Report every line from the following entries that contains the string "static".
========================================================================
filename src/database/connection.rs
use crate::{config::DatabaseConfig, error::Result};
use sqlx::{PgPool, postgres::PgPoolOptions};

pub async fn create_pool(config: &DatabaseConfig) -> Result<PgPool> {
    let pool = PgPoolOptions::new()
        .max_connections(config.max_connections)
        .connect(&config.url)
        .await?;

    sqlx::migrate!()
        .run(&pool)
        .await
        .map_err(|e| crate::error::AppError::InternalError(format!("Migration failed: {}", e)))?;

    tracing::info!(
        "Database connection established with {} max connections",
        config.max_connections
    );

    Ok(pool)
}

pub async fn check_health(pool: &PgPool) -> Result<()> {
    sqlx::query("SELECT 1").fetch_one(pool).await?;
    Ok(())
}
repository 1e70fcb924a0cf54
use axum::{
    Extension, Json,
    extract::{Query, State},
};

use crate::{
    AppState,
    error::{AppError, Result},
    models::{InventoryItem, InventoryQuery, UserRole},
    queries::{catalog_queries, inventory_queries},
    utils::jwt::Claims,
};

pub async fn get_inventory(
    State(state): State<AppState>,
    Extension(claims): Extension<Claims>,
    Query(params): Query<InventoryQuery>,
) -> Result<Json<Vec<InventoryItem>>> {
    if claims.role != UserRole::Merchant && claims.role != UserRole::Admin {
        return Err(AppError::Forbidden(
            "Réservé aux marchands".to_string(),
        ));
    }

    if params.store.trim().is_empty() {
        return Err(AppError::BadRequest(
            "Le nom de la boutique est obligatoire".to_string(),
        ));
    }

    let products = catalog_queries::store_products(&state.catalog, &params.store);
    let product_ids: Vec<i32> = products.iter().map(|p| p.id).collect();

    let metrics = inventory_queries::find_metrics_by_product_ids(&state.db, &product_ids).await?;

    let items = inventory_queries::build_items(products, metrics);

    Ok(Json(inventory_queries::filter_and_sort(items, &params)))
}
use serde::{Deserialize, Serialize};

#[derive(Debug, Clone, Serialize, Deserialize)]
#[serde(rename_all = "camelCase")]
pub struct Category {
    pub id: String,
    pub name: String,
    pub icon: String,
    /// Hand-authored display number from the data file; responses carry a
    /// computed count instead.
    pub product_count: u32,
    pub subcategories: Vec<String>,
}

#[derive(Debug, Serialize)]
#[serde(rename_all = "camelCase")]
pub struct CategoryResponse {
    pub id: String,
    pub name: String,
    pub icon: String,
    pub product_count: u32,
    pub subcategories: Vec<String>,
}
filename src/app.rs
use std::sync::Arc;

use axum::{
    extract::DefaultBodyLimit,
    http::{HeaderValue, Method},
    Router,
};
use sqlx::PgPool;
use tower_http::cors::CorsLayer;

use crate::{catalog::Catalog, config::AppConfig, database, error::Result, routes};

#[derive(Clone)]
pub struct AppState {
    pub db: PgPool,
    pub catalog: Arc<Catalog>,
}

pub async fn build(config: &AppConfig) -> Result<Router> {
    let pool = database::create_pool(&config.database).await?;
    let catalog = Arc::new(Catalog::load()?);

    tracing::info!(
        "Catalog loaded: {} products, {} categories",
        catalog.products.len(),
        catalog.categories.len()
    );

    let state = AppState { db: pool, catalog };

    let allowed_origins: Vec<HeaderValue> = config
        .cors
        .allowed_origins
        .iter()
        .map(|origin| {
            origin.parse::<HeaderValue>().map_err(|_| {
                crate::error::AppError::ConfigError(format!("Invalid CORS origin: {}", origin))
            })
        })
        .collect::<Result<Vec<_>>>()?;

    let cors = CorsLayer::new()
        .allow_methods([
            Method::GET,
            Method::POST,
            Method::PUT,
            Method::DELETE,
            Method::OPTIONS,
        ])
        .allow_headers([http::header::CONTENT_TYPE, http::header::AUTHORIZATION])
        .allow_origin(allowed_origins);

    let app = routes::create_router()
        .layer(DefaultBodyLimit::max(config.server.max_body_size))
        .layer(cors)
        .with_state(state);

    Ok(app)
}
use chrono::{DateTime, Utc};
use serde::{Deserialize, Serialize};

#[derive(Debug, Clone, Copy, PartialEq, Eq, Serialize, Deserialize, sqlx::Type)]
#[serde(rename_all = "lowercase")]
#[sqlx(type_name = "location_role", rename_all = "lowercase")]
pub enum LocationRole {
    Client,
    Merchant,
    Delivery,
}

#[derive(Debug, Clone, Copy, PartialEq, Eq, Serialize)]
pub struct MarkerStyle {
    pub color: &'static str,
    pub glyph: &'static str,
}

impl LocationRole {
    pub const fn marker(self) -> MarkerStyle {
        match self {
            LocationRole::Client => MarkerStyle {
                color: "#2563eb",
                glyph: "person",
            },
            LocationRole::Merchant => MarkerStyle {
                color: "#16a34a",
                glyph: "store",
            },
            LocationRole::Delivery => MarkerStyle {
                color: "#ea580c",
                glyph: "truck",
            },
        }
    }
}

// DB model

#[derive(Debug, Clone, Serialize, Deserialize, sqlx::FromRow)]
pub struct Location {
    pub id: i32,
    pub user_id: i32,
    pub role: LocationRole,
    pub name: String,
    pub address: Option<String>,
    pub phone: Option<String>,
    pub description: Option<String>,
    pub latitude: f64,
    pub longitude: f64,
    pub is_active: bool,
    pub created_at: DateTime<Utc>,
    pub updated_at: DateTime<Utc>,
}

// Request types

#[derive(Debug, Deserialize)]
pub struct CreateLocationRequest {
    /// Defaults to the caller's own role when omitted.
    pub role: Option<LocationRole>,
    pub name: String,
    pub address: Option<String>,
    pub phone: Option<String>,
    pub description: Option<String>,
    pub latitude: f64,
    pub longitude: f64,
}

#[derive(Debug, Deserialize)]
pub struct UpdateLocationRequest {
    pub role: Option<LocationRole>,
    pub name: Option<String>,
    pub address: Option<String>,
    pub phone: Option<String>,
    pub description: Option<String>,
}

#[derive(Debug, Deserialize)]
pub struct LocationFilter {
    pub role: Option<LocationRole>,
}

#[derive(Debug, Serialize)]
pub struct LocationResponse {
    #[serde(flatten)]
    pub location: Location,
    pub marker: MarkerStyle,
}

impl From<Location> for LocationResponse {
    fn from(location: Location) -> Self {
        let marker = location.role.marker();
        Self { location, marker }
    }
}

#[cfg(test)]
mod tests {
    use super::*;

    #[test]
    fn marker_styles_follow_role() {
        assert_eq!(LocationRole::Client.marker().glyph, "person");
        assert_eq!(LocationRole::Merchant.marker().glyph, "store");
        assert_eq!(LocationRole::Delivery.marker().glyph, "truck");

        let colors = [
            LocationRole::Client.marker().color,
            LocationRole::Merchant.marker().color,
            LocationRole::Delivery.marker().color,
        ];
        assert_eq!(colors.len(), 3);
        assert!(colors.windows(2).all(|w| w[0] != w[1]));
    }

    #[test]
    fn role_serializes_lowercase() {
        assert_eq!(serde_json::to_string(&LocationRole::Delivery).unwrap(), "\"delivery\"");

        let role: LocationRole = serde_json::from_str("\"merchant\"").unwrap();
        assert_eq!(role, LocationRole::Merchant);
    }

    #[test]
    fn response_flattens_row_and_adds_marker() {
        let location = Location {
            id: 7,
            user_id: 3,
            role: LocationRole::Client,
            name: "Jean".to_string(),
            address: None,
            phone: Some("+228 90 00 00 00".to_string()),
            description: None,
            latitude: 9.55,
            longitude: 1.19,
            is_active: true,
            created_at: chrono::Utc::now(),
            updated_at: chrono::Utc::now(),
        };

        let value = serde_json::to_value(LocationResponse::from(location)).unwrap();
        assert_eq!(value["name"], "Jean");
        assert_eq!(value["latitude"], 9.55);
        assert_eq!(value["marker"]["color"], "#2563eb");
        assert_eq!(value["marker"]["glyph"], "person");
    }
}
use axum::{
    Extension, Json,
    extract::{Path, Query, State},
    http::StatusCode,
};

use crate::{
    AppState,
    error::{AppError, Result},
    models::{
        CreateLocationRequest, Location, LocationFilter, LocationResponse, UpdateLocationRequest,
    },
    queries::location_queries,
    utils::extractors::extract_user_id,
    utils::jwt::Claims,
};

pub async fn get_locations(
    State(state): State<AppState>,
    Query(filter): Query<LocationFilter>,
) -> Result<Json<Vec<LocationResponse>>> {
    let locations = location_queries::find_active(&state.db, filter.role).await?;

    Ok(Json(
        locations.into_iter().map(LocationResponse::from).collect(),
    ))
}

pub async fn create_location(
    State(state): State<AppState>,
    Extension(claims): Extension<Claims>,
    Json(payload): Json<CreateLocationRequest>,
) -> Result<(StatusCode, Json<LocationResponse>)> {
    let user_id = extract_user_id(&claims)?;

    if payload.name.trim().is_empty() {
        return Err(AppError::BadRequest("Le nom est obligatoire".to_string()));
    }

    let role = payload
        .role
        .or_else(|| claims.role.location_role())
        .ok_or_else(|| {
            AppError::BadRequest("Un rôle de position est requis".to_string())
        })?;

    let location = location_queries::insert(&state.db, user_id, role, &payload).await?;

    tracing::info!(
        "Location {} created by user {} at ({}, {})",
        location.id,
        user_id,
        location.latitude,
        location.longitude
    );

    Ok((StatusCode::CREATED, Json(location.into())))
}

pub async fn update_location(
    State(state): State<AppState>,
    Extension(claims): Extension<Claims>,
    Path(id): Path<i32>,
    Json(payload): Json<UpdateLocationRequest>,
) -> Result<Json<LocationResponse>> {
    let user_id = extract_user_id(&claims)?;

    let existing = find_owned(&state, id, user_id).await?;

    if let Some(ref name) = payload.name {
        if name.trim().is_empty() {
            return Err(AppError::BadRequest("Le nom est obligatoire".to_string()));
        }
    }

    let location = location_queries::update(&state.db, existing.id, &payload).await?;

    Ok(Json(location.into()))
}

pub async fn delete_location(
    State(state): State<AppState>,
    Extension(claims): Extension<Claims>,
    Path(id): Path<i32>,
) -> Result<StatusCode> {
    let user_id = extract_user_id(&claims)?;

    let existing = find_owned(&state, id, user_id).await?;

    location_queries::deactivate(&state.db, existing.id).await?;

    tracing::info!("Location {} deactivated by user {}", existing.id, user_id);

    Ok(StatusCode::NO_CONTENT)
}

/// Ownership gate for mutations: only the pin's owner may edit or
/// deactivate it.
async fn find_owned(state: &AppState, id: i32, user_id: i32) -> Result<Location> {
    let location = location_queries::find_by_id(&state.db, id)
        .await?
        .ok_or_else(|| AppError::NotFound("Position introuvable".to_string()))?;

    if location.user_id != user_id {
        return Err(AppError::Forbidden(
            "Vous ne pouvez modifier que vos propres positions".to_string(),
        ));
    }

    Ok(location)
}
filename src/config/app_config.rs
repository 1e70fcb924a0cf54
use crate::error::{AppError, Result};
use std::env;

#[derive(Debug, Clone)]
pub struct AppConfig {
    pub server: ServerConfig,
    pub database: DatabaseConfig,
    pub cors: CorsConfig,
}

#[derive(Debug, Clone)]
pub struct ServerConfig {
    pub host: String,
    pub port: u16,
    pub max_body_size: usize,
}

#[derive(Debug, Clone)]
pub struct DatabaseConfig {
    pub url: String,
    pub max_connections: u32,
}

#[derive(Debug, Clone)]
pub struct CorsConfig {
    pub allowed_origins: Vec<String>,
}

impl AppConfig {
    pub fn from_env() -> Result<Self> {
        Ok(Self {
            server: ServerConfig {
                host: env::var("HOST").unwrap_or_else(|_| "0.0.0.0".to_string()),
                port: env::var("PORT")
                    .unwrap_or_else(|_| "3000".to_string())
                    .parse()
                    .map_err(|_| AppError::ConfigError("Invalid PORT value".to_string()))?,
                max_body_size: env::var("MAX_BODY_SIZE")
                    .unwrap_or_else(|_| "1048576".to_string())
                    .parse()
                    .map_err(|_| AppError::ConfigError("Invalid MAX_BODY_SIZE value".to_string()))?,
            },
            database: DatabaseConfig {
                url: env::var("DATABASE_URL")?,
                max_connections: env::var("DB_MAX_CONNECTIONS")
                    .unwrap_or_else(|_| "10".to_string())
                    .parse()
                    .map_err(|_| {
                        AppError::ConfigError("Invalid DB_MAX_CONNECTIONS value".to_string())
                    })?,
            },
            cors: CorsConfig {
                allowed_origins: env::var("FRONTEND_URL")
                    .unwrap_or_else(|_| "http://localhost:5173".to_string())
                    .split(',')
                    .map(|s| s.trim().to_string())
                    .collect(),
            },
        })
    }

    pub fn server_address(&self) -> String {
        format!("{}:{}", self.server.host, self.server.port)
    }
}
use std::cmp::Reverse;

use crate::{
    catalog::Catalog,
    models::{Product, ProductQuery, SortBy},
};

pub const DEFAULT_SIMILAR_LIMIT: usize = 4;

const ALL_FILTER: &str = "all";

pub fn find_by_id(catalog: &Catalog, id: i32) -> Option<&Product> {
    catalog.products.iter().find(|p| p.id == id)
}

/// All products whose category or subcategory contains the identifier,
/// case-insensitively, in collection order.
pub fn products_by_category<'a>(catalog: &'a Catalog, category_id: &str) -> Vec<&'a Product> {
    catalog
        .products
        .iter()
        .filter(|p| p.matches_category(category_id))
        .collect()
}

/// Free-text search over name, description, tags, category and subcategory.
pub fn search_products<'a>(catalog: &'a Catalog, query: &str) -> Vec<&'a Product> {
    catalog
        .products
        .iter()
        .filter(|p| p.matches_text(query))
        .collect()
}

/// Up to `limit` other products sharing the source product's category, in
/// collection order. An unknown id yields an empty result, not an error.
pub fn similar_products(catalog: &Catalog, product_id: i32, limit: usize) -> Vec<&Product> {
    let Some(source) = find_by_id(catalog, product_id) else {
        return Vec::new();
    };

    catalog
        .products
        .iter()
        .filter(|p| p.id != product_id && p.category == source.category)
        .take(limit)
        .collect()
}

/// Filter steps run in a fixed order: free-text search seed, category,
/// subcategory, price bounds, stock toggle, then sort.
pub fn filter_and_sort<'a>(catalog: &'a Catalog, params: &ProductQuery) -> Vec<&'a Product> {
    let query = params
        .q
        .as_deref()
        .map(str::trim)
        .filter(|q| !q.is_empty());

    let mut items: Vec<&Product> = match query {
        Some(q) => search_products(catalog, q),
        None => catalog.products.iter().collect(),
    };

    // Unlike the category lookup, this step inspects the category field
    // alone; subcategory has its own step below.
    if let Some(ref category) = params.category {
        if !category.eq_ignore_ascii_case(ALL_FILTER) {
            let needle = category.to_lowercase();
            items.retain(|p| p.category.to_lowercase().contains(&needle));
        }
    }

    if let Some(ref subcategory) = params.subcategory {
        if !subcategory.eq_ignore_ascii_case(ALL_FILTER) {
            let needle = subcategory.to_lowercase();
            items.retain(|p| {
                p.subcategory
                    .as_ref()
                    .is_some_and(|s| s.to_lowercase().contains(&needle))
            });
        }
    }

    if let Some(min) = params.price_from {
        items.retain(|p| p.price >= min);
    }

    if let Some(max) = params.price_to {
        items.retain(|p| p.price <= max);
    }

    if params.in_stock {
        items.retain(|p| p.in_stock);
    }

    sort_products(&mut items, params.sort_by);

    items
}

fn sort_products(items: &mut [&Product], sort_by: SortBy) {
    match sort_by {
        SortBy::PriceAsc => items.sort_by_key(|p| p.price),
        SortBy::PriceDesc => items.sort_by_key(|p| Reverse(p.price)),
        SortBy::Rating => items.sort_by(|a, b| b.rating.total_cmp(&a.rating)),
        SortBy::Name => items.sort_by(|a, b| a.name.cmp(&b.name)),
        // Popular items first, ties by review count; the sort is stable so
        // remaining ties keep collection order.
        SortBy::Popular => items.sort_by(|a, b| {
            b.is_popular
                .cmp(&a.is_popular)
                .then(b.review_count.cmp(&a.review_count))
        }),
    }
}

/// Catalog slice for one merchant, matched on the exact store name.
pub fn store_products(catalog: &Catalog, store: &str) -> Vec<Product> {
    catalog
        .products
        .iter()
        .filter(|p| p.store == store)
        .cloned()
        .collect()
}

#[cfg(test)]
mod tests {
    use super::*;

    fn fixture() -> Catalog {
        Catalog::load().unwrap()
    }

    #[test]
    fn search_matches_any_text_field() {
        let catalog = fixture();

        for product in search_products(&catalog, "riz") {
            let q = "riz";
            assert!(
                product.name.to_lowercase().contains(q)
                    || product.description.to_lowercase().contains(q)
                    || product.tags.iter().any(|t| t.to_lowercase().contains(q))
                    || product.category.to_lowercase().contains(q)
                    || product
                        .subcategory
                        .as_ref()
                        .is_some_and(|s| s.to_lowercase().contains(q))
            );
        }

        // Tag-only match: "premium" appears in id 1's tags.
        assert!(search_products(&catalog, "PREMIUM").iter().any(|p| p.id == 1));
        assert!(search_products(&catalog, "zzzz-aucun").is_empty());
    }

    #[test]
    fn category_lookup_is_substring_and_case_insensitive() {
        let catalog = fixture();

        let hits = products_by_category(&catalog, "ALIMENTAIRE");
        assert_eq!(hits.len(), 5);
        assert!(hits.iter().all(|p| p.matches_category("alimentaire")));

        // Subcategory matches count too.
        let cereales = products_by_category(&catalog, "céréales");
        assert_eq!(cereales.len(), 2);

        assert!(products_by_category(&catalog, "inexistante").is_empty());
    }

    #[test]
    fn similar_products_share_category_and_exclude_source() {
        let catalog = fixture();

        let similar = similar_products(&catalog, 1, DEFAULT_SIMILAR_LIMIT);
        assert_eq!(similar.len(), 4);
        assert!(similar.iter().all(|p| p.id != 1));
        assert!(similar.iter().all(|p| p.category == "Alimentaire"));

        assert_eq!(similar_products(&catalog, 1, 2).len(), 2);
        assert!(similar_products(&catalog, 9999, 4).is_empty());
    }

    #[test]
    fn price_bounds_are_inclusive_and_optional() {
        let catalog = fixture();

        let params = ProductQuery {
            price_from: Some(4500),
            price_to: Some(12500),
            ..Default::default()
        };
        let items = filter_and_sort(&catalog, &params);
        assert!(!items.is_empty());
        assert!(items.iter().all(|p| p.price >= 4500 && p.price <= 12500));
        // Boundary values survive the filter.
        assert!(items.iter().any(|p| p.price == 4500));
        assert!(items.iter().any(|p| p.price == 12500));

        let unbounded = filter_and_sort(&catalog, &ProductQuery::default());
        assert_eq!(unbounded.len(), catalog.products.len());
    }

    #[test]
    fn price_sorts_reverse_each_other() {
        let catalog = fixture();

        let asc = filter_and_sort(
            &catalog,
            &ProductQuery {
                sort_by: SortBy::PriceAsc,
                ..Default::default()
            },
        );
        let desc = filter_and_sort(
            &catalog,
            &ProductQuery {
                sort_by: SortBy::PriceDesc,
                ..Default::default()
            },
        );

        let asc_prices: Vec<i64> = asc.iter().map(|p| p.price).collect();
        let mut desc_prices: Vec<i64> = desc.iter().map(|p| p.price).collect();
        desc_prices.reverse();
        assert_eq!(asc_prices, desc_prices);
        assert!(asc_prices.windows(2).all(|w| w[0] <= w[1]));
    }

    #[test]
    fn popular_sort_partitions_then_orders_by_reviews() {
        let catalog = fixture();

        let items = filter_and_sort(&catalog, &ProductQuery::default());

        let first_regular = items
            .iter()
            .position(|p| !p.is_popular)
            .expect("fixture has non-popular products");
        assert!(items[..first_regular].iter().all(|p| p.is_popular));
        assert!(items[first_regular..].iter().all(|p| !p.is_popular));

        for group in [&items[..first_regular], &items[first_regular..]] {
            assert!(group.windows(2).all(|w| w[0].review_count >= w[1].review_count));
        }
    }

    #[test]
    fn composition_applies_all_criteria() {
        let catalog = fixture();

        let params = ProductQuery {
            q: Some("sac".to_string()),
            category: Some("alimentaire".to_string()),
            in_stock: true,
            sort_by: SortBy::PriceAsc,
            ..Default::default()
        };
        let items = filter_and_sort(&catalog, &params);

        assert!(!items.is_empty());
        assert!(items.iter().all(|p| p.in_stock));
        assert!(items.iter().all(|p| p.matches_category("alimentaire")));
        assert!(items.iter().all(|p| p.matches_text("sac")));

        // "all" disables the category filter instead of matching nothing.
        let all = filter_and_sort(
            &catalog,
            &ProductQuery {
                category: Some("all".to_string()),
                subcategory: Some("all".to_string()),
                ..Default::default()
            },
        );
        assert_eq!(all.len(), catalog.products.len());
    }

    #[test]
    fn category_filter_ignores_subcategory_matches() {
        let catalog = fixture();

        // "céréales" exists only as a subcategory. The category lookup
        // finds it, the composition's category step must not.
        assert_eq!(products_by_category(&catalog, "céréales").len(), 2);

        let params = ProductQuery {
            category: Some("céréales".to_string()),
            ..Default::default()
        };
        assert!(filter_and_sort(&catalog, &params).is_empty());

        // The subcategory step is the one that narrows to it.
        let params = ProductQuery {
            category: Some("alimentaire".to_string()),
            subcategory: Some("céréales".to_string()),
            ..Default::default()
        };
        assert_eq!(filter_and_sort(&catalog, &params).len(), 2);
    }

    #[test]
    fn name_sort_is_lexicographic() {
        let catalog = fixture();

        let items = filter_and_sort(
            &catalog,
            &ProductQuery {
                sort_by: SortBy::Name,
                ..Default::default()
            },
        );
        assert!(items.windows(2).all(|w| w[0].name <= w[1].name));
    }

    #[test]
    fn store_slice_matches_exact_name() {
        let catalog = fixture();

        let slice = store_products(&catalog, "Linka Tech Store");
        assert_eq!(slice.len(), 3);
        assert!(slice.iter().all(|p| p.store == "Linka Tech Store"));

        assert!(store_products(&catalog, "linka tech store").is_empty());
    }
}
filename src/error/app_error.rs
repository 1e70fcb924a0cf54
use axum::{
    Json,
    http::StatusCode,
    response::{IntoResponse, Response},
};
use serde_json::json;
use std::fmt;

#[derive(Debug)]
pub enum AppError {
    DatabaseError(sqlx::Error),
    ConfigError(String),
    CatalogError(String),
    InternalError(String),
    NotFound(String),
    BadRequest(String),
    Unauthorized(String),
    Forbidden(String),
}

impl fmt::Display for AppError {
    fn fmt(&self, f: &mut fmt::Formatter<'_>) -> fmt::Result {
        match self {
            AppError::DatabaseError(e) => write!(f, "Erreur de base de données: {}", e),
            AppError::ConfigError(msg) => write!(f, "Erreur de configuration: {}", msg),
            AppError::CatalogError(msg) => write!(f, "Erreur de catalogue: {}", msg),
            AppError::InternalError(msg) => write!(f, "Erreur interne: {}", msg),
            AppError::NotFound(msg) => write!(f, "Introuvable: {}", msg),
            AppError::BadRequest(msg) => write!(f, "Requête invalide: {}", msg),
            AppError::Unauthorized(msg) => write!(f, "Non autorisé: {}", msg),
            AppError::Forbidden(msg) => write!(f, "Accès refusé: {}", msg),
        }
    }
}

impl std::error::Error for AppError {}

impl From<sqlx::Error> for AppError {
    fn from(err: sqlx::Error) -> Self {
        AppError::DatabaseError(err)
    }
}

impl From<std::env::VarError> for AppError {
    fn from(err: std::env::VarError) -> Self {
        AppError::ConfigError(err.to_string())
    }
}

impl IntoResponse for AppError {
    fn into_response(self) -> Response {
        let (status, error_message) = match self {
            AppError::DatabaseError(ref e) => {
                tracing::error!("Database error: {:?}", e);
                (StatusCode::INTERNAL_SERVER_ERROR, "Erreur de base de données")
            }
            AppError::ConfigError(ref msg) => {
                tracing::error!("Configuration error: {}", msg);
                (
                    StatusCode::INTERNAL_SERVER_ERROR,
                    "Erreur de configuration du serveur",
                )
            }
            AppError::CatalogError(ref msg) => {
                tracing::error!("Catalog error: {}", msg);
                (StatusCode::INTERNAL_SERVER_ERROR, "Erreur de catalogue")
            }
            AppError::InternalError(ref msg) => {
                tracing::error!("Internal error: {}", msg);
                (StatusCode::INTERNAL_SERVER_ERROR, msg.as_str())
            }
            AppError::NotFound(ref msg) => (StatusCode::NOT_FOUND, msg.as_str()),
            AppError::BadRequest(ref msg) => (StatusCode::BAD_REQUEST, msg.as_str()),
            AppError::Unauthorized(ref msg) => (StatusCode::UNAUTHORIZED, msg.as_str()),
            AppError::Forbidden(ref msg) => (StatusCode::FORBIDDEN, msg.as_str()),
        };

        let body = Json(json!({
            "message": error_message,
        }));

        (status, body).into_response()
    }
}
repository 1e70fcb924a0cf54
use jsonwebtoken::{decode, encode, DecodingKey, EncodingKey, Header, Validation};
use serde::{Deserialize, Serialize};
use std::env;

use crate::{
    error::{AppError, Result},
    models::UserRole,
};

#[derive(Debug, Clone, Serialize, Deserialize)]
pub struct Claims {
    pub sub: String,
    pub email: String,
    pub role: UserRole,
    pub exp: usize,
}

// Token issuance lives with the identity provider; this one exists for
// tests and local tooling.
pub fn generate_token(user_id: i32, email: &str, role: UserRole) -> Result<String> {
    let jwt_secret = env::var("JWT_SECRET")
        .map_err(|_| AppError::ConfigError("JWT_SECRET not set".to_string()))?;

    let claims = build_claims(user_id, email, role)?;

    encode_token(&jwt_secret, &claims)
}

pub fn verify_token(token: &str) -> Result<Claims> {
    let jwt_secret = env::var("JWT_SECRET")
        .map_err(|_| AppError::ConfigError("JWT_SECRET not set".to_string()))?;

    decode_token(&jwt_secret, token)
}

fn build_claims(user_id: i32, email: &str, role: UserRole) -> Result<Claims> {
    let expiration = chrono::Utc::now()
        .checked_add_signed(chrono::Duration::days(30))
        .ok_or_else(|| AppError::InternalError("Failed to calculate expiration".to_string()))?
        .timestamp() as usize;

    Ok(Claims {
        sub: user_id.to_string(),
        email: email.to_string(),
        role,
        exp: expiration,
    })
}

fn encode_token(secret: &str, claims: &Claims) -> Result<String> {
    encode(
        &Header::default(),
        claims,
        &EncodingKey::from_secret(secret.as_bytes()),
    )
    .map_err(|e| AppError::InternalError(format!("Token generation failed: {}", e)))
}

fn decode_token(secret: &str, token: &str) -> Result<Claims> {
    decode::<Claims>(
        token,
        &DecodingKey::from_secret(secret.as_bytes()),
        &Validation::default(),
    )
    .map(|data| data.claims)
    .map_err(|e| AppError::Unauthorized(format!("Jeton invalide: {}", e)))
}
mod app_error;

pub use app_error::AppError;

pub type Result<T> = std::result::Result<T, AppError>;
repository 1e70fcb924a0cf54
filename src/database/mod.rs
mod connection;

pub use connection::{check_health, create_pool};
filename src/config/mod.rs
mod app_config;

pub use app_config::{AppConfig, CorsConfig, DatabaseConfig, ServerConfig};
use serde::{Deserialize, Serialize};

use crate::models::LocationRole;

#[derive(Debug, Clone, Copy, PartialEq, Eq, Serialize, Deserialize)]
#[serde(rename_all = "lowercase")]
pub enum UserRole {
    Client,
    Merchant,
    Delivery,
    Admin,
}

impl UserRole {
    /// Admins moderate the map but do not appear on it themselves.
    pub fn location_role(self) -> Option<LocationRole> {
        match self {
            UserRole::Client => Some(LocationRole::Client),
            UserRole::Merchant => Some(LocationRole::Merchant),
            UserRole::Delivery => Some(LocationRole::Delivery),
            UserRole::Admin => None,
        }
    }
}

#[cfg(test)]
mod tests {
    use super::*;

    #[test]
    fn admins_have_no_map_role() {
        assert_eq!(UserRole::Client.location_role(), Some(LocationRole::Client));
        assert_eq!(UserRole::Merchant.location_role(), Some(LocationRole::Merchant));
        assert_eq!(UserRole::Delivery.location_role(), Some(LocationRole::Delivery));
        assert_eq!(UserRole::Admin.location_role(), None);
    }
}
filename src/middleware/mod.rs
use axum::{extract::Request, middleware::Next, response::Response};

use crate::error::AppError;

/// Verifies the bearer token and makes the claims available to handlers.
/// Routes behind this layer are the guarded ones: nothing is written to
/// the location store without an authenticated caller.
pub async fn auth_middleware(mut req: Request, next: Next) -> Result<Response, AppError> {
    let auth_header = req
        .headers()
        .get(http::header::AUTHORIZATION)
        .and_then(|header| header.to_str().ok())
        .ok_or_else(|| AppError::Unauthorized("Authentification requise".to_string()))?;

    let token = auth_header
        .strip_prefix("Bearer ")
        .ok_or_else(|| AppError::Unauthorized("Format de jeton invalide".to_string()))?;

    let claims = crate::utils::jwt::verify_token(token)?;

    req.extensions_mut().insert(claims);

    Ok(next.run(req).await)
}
========================================================================
Answer box:
    pub color: &'static str,
    pub glyph: &'static str,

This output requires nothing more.